I love the sea in any kind of weather, so this was pretty nearly a perfect day for me: a long walk outdoors, fabulous views, sunshine and a picnic on the beach at the coastal village of Cwm-Y-Eglwys at the halfway point. There was plenty of wildlife to get distracted by along the way as well: gorse and violets, wheeling gulls overhead and even a rocky outcrop garnished with what looked to be Guillemots (Uria aalge). As I was carrying my camera I hadn’t brought binoculars along as well, although a helpful lady (who turned out to be an RSPB member) assisted with identification. If you are good at birds and can make them out in the picture below, let me know if she got it right.

 

 

 

 

 

 

 

 

On the way home to my friend’s house in the wilds of Dyfed we stopped off for a visit to Pentre Ifan, a Neolithic stone tomb dating from 3,500 BC or thereabouts. The earth mound that would once have covered the 16-tonne capstone and uprights has gone, leaving the stones standing dramatically against the Pembrokeshire skyline. As it was late in the day we had the site to ourselves, which was probably the best way to view it. A suitably peaceful end to a windy but gorgeous day.

 

 

 

 

 

 

 

 

The following day dawned cloudy and wet, so we made the best of it with an expedition to Carreg Cennen, a ruined 13th century castle near Landeilo. Perched on a hilltop with what modern estate agents would probably call ‘commanding views of the surrounding countryside’, Carreg Cennen reminds me of all the castles I ever visited on school trips, when I used to clamber over ruined battlements and daydream heroically about swashbuckling exploits.

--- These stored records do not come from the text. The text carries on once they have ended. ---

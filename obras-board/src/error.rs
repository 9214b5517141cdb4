//! Error types for the board core
//!
//! All errors use thiserror for structured error handling.
//! These errors can be serialized to the frontend.

use thiserror::Error;

#[derive(Error, Debug)]
pub enum AppError {
    #[error("Database error: {0}")]
    Database(#[from] sqlx::Error),

    #[error("IO error: {0}")]
    Io(#[from] std::io::Error),

    #[error("Serialization error: {0}")]
    Serialization(#[from] serde_json::Error),

    #[error("Board not found for work site: {0}")]
    BoardNotFound(i64),

    #[error("List not found: {0}")]
    ListNotFound(String),

    #[error("Card not found: {0}")]
    CardNotFound(String),

    #[error("Label not found: {0}")]
    LabelNotFound(String),

    #[error("Checklist not found: {0}")]
    ChecklistNotFound(String),

    #[error("Checklist item not found: {0}")]
    ChecklistItemNotFound(String),

    #[error("Comment not found: {0}")]
    CommentNotFound(String),

    #[error("Attachment not found: {0}")]
    AttachmentNotFound(String),

    #[error("Validation error: {0}")]
    Validation(String),

    #[error("Another drag operation is still in flight")]
    DragInProgress,

    #[error("{0}")]
    Generic(String),
}

impl serde::Serialize for AppError {
    fn serialize<S>(&self, serializer: S) -> std::result::Result<S::Ok, S::Error>
    where
        S: serde::Serializer,
    {
        serializer.serialize_str(&self.to_string())
    }
}

pub type Result<T> = std::result::Result<T, AppError>;
//! `BoardBackend` over the SQLite repository

use super::models::Label;
use super::repository::Repository;
use crate::board::{Board, BoardBackend};
use crate::error::Result;
use async_trait::async_trait;

#[async_trait]
impl BoardBackend for Repository {
    async fn fetch_board(&self, work_site_id: i64) -> Result<Board> {
        self.load_board(work_site_id).await
    }

    async fn move_card(&self, card_id: &str, destination_list_id: &str) -> Result<()> {
        self.move_card_to_top(card_id, destination_list_id).await?;
        Ok(())
    }

    async fn set_card_position(&self, card_id: &str, list_id: &str, position: f64) -> Result<()> {
        self.update_card_position(card_id, list_id, position).await?;
        Ok(())
    }

    async fn list_labels(&self) -> Result<Vec<Label>> {
        Repository::list_labels(self).await
    }

    async fn add_label_to_card(&self, card_id: &str, label_id: &str) -> Result<()> {
        self.attach_label(card_id, label_id).await
    }

    async fn remove_label_from_card(&self, card_id: &str, label_id: &str) -> Result<()> {
        self.detach_label(card_id, label_id).await
    }

    async fn notify_card_completed(&self, work_site_id: i64, card_title: &str) {
        match self.record_completion(work_site_id, card_title).await {
            Ok(_) => tracing::info!("Completion recorded for card: {}", card_title),
            Err(e) => tracing::error!("Failed to record completion for {}: {}", card_title, e),
        }
    }
}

As I recall, I was always an outlaw or daring raider, rather than any of the castle’s legitimate aristocratic inhabitants. Obviously watching too many episodes of The Flashing Blade had a lasting effect on me.

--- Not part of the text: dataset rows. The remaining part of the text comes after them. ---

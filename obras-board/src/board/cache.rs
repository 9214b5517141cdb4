//! Board snapshot store
//!
//! Holds exactly one board per work-site id. Writers always replace the
//! whole snapshot; nothing mutates a cached board in place, so the last
//! writer wins. Readers get an `Arc` and keep a consistent view even if
//! the entry is replaced meanwhile.

use super::backend::BoardBackend;
use super::model::Board;
use crate::error::Result;
use std::collections::HashMap;
use std::sync::Arc;
use tokio::sync::RwLock;

#[derive(Clone, Default)]
pub struct BoardCache {
    snapshots: Arc<RwLock<HashMap<i64, Arc<Board>>>>,
}

impl BoardCache {
    pub fn new() -> Self {
        Self::default()
    }

    /// Current snapshot, or `None` if not loaded yet
    pub async fn get(&self, work_site_id: i64) -> Option<Arc<Board>> {
        self.snapshots.read().await.get(&work_site_id).cloned()
    }

    /// Replace the snapshot wholesale
    pub async fn replace(&self, work_site_id: i64, board: Board) -> Arc<Board> {
        let board = Arc::new(board);
        self.snapshots
            .write()
            .await
            .insert(work_site_id, board.clone());
        board
    }

    pub async fn invalidate(&self, work_site_id: i64) {
        self.snapshots.write().await.remove(&work_site_id);
    }

    /// Snapshot, fetching it first when absent
    pub async fn load<B>(&self, work_site_id: i64, backend: &B) -> Result<Arc<Board>>
    where
        B: BoardBackend + ?Sized,
    {
        if let Some(board) = self.get(work_site_id).await {
            return Ok(board);
        }

        self.invalidate_and_refetch(work_site_id, backend).await
    }

    /// Reload the snapshot from the backend and replace it.
    ///
    /// Readers keep seeing the previous snapshot while the fetch runs. On
    /// failure the entry is dropped so the next `load` retries.
    pub async fn invalidate_and_refetch<B>(&self, work_site_id: i64, backend: &B) -> Result<Arc<Board>>
    where
        B: BoardBackend + ?Sized,
    {
        let board = match backend.fetch_board(work_site_id).await {
            Ok(board) => board,
            Err(e) => {
                self.invalidate(work_site_id).await;
                return Err(e);
            }
        };

        tracing::debug!(
            "Refetched board for work site {} ({} lists, {} cards)",
            work_site_id,
            board.lists.len(),
            board.card_count()
        );

        Ok(self.replace(work_site_id, board).await)
    }
}

#[cfg(test)]
mod tests {
    use super::*;
    use crate::database::Label;
    use crate::error::AppError;
    use async_trait::async_trait;
    use std::sync::atomic::{AtomicBool, AtomicU64, AtomicUsize, Ordering};
    use std::time::Duration;

    struct CountingBackend {
        fetches: AtomicUsize,
        fail: AtomicBool,
        delay_ms: AtomicU64,
    }

    impl CountingBackend {
        fn new() -> Self {
            Self {
                fetches: AtomicUsize::new(0),
                fail: AtomicBool::new(false),
                delay_ms: AtomicU64::new(0),
            }
        }
    }

    #[async_trait]
    impl BoardBackend for CountingBackend {
        async fn fetch_board(&self, work_site_id: i64) -> Result<Board> {
            let n = self.fetches.fetch_add(1, Ordering::SeqCst) + 1;
            let delay = self.delay_ms.load(Ordering::SeqCst);
            if delay > 0 {
                tokio::time::sleep(Duration::from_millis(delay)).await;
            }
            if self.fail.load(Ordering::SeqCst) {
                return Err(AppError::Generic("offline".to_string()));
            }
            Ok(Board::empty(work_site_id, format!("fetch {}", n)))
        }

        async fn move_card(&self, _: &str, _: &str) -> Result<()> {
            Ok(())
        }

        async fn set_card_position(&self, _: &str, _: &str, _: f64) -> Result<()> {
            Ok(())
        }

        async fn list_labels(&self) -> Result<Vec<Label>> {
            Ok(Vec::new())
        }

        async fn add_label_to_card(&self, _: &str, _: &str) -> Result<()> {
            Ok(())
        }

        async fn remove_label_from_card(&self, _: &str, _: &str) -> Result<()> {
            Ok(())
        }

        async fn notify_card_completed(&self, _: i64, _: &str) {}
    }

    #[tokio::test]
    async fn test_get_before_load_is_none() {
        let cache = BoardCache::new();
        assert!(cache.get(1).await.is_none());
    }

    #[tokio::test]
    async fn test_load_fetches_once() {
        let cache = BoardCache::new();
        let backend = CountingBackend::new();

        let first = cache.load(7, &backend).await.unwrap();
        let second = cache.load(7, &backend).await.unwrap();

        assert_eq!(first.name, "fetch 1");
        assert!(Arc::ptr_eq(&first, &second));
        assert_eq!(backend.fetches.load(Ordering::SeqCst), 1);
    }

    #[tokio::test]
    async fn test_replace_is_wholesale_and_keyed() {
        let cache = BoardCache::new();

        cache.replace(1, Board::empty(1, "one")).await;
        cache.replace(2, Board::empty(2, "two")).await;
        let held = cache.get(1).await.unwrap();
        cache.replace(1, Board::empty(1, "uno")).await;

        assert_eq!(held.name, "one");
        assert_eq!(cache.get(1).await.unwrap().name, "uno");
        assert_eq!(cache.get(2).await.unwrap().name, "two");
    }

    #[tokio::test]
    async fn test_refetch_replaces_snapshot() {
        let cache = BoardCache::new();
        let backend = CountingBackend::new();

        cache.replace(3, Board::empty(3, "optimistic")).await;
        let board = cache.invalidate_and_refetch(3, &backend).await.unwrap();

        assert_eq!(board.name, "fetch 1");
        assert_eq!(cache.get(3).await.unwrap().name, "fetch 1");
    }

    #[tokio::test]
    async fn test_failed_refetch_leaves_entry_empty() {
        let cache = BoardCache::new();
        let backend = CountingBackend::new();
        backend.fail.store(true, Ordering::SeqCst);

        cache.replace(4, Board::empty(4, "optimistic")).await;
        assert!(cache.invalidate_and_refetch(4, &backend).await.is_err());
        assert!(cache.get(4).await.is_none());

        backend.fail.store(false, Ordering::SeqCst);
        let board = cache.load(4, &backend).await.unwrap();
        assert_eq!(board.name, "fetch 2");
    }

    #[tokio::test]
    async fn test_snapshot_stays_visible_during_refetch() {
        let cache = BoardCache::new();
        let backend = Arc::new(CountingBackend::new());
        backend.delay_ms.store(200, Ordering::SeqCst);
        cache.replace(5, Board::empty(5, "current")).await;

        let refetch = {
            let cache = cache.clone();
            let backend = backend.clone();
            tokio::spawn(async move { cache.invalidate_and_refetch(5, &*backend).await })
        };

        tokio::time::sleep(Duration::from_millis(50)).await;
        assert_eq!(cache.get(5).await.unwrap().name, "current");

        refetch.await.unwrap().unwrap();
        assert_eq!(cache.get(5).await.unwrap().name, "fetch 1");
    }
}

If you should go visiting Carreg Cennen yourself the most important bit of kit to take with you is a torch, because in the limestone underneath the castle is a long narrow cave that visitors can explore. In these modern days of health and safety obsessiveness it was heartening to be able to scramble down the steep narrow entrance passage, treacherously slippery steps and claustrophobic pothole unhampered by any kind of fussy warning notices. I for one thoroughly enjoyed banging my head on the low stone ceiling. Good old-fashioned British fun.

 

 

 

 

 

 

 

 

 

 

 

Since school term has started again after the Easter holidays my field teaching work is back in full swing at Rushall Farm and for the RSPB at Thatcham Nature Discovery Centre; but I also had an interesting photography job in mid-April, covering the opening of BBOWT’s new environmental education centre at Woolley Firs near Maidenhead. When I worked as a countryside ranger in Maidenhead a few years ago I met Woolley Firs Conservation Trust founder Rosa Lee, who was passionate about her vision to turn the site into an education centre for young people. So it was wonderful to see her dream finally realised, as a result of many years of hard work by herself, other trustees, corporate sponsors and of course BBOWT volunteers and staff.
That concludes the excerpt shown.